## Problem requirements
Your job is to copy the lines from the material that include "Validated".

--

// Copyright (c) 2025 Dimitris Kafetzis
//
// Licensed under the MIT License.
// See LICENSE file in the project root for full license information.
//
// SPDX-License-Identifier: MIT

//! Subcommands and the helpers they share.

pub mod benchmark;
pub mod inspect;
pub mod run;

use anyhow::Context;
use model_ir::{Graph, Validated};
use runtime::RuntimeConfig;
use std::path::{Path, PathBuf};
use tensor_core::{DType, Tensor};
use tracing_subscriber::EnvFilter;

/// Installs the global subscriber. `RUST_LOG` wins over `-v`.
pub fn init_tracing(verbose: u8) {
    let level = match verbose {
        0 => "warn",
        1 => "info",
        2 => "debug",
        _ => "trace",
    };
    let filter = EnvFilter::try_from_default_env().unwrap_or_else(|_| EnvFilter::new(level));
    tracing_subscriber::fmt()
        .with_env_filter(filter)
        .with_target(false)
        .init();
}

/// Engine options shared by every subcommand.
#[derive(Debug, Clone, clap::Args)]
pub struct EngineArgs {
    /// Path to the model directory.
    #[arg(short, long)]
    pub model: Option<PathBuf>,

    /// Backends in preference order (e.g., "planar,cpu").
    #[arg(long)]
    pub backends: Option<String>,

    /// Arena budget (e.g., "256K", "4M").
    #[arg(short = 'b', long)]
    pub memory_budget: Option<String>,

    /// Concrete shape for a graph input, as NAME=D0,D1,... (repeatable).
    #[arg(long = "input-shape", value_name = "NAME=DIMS")]
    pub input_shapes: Vec<String>,
}

impl EngineArgs {
    /// Builds the runtime configuration: the file given with `--config`
    /// (or the defaults), overridden by any flag that was passed.
    pub fn resolve(&self, config_file: Option<&Path>) -> anyhow::Result<RuntimeConfig> {
        let mut config = match config_file {
            Some(path) => RuntimeConfig::from_file(path)?,
            None => {
                let model = self
                    .model
                    .clone()
                    .context("either --model or --config is required")?;
                RuntimeConfig {
                    model_path: model,
                    ..Default::default()
                }
            }
        };

        if let Some(model) = &self.model {
            config.model_path = model.clone();
        }
        if let Some(backends) = &self.backends {
            config.backends = backends
                .split(',')
                .map(|b| b.trim().to_string())
                .filter(|b| !b.is_empty())
                .collect();
        }
        if let Some(budget) = &self.memory_budget {
            config.memory_budget = budget.clone();
        }
        for arg in &self.input_shapes {
            let (name, dims) = parse_input_shape(arg)?;
            config.input_shapes.insert(name, dims);
        }
        Ok(config)
    }
}

/// Parses `NAME=D0,D1,...`.
pub fn parse_input_shape(arg: &str) -> anyhow::Result<(String, Vec<usize>)> {
    let (name, dims) = arg
        .split_once('=')
        .with_context(|| format!("input shape '{arg}' is not NAME=D0,D1,..."))?;
    let dims = dims
        .split(',')
        .map(|d| {
            d.trim()
                .parse::<usize>()
                .with_context(|| format!("invalid dimension '{d}' in '{arg}'"))
        })
        .collect::<anyhow::Result<Vec<_>>>()?;
    anyhow::ensure!(!name.trim().is_empty(), "input shape '{arg}' has no tensor name");
    Ok((name.trim().to_string(), dims))
}

/// One deterministic host tensor per graph input, in declaration order.
///
/// Float inputs get a small ramp; integer inputs are filled with their
/// zero point.
pub fn synthetic_inputs(graph: &Graph<Validated>) -> anyhow::Result<Vec<Tensor>> {
    graph
        .inputs()
        .iter()
        .map(|&id| {
            let def = graph.tensor(id).context("graph input missing from tensor table")?;
            let dims = def.info.concrete_dims().with_context(|| {
                format!(
                    "input '{}' has shape {}; pass --input-shape {}=...",
                    def.name, def.info.shape, def.name
                )
            })?;
            let n: usize = dims.iter().product();
            let (_, zero_point) = def.info.scale_zero_point();
            let tensor = match def.info.dtype {
                DType::F32 => {
                    let values: Vec<f32> = (0..n).map(|i| ((i % 17) as f32 - 8.0) / 8.0).collect();
                    Tensor::from_f32(dims, &values)?
                }
                DType::U8 => Tensor::from_slice(dims, &vec![zero_point.clamp(0, 255) as u8; n])?,
                DType::I8 => Tensor::from_slice(dims, &vec![zero_point.clamp(-128, 127) as i8; n])?,
                other => Tensor::zeros(dims, other),
            };
            Ok(match &def.info.quantization {
                Some(q) => tensor.with_quantization(q.clone()),
                None => tensor,
            })
        })
        .collect()
}

/// Truncates a string to `max_len` with ellipsis if needed.
pub fn truncate(s: &str, max_len: usize) -> String {
    if s.chars().count() <= max_len {
        s.to_string()
    } else {
        let head: String = s.chars().take(max_len.saturating_sub(3)).collect();
        format!("{head}...")
    }
}

#[cfg(test)]
mod tests {
    use super::*;
    use model_ir::{Node, NodeOptions, OpKind};
    use tensor_core::{Layout, Quantization, TensorInfo};

    fn args() -> EngineArgs {
        EngineArgs {
            model: Some(PathBuf::from("m")),
            backends: None,
            memory_budget: None,
            input_shapes: vec![],
        }
    }

    #[test]
    fn test_parse_input_shape() {
        let (name, dims) = parse_input_shape("image=1, 28,28,3").unwrap();
        assert_eq!(name, "image");
        assert_eq!(dims, vec![1, 28, 28, 3]);
        assert!(parse_input_shape("image").is_err());
        assert!(parse_input_shape("image=1,x").is_err());
        assert!(parse_input_shape("=1").is_err());
    }

    #[test]
    fn test_resolve_overrides() {
        let mut a = args();
        a.backends = Some("planar, cpu".into());
        a.memory_budget = Some("256K".into());
        a.input_shapes = vec!["x=2,4".into()];
        let c = a.resolve(None).unwrap();
        assert_eq!(c.model_path, PathBuf::from("m"));
        assert_eq!(c.backends, vec!["planar", "cpu"]);
        assert_eq!(c.memory_budget, "256K");
        assert_eq!(c.input_shapes["x"], vec![2, 4]);
    }

    #[test]
    fn test_resolve_needs_model() {
        let mut a = args();
        a.model = None;
        assert!(a.resolve(None).is_err());
    }

    #[test]
    fn test_synthetic_inputs() {
        let mut g = Graph::new("g", Layout::Nhwc);
        let x = g.add_input(
            "x",
            TensorInfo::new(vec![1, 2], DType::U8).with_quantization(Quantization::per_tensor(0.5, 3)),
        );
        let y = g.add_intermediate("y", TensorInfo::undefined(DType::U8));
        g.add_node(Node::new("relu", OpKind::Relu, vec![x], vec![y], NodeOptions::None));
        g.mark_output(y);
        let g = g.validate().unwrap();

        let inputs = synthetic_inputs(&g).unwrap();
        assert_eq!(inputs.len(), 1);
        assert_eq!(inputs[0].to_vec::<u8>(), vec![3, 3]);
        assert!(inputs[0].quantization().is_some());
    }

    #[test]
    fn test_truncate() {
        assert_eq!(truncate("short", 10), "short");
        assert_eq!(truncate("a_very_long_tensor_name", 10), "a_very_...");
    }
}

--

## Finished task
use model_ir::{Graph, Validated};
pub fn synthetic_inputs(graph: &Graph<Validated>) -> anyhow::Result<Vec<Tensor>> {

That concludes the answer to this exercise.